What you need to do: Search the entries below for the word "midnight" and copy every line where it appears.

Data extracts:
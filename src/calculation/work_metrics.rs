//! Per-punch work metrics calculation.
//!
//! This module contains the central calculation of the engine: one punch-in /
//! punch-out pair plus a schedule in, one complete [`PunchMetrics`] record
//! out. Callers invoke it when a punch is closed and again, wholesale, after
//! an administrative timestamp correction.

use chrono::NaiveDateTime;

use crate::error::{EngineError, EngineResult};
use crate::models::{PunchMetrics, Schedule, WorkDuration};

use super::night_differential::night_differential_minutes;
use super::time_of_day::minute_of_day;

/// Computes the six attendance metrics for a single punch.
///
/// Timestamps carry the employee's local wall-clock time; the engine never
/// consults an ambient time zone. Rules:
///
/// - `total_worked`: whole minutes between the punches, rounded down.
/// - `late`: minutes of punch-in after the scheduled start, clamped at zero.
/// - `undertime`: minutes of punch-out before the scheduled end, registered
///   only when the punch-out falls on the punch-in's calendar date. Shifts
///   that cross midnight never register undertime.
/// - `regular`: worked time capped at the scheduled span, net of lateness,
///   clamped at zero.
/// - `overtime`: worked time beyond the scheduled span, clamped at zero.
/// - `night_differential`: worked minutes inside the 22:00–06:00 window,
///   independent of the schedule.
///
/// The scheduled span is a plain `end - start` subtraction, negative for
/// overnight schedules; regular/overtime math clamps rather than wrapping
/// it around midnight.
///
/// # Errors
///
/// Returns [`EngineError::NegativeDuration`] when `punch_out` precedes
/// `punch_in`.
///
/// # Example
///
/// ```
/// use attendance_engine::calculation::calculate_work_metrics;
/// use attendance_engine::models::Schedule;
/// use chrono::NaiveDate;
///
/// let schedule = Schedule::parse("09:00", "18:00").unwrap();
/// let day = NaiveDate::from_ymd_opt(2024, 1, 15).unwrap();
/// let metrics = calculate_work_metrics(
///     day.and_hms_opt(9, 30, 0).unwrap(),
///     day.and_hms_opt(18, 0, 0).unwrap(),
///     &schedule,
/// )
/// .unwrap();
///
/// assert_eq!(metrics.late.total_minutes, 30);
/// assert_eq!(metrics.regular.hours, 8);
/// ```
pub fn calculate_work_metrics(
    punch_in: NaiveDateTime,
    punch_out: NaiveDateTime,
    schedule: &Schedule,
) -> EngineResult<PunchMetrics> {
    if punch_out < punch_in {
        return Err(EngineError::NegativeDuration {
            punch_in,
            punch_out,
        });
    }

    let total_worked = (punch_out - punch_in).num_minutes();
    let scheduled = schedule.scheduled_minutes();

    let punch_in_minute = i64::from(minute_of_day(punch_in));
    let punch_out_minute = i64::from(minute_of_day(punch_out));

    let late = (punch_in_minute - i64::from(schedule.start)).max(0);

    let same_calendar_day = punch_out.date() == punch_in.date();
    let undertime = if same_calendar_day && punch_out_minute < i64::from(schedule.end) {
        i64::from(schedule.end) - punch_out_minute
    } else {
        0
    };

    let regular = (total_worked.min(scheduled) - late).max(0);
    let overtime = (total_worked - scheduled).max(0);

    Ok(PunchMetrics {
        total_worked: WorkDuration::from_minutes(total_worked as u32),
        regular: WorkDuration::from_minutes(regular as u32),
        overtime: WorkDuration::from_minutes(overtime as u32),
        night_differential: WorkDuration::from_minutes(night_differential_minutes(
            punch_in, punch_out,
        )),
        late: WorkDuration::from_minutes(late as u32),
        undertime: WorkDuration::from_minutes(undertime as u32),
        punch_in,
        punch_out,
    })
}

Answer box:
///   that cross midnight never register undertime.
/// it around midnight.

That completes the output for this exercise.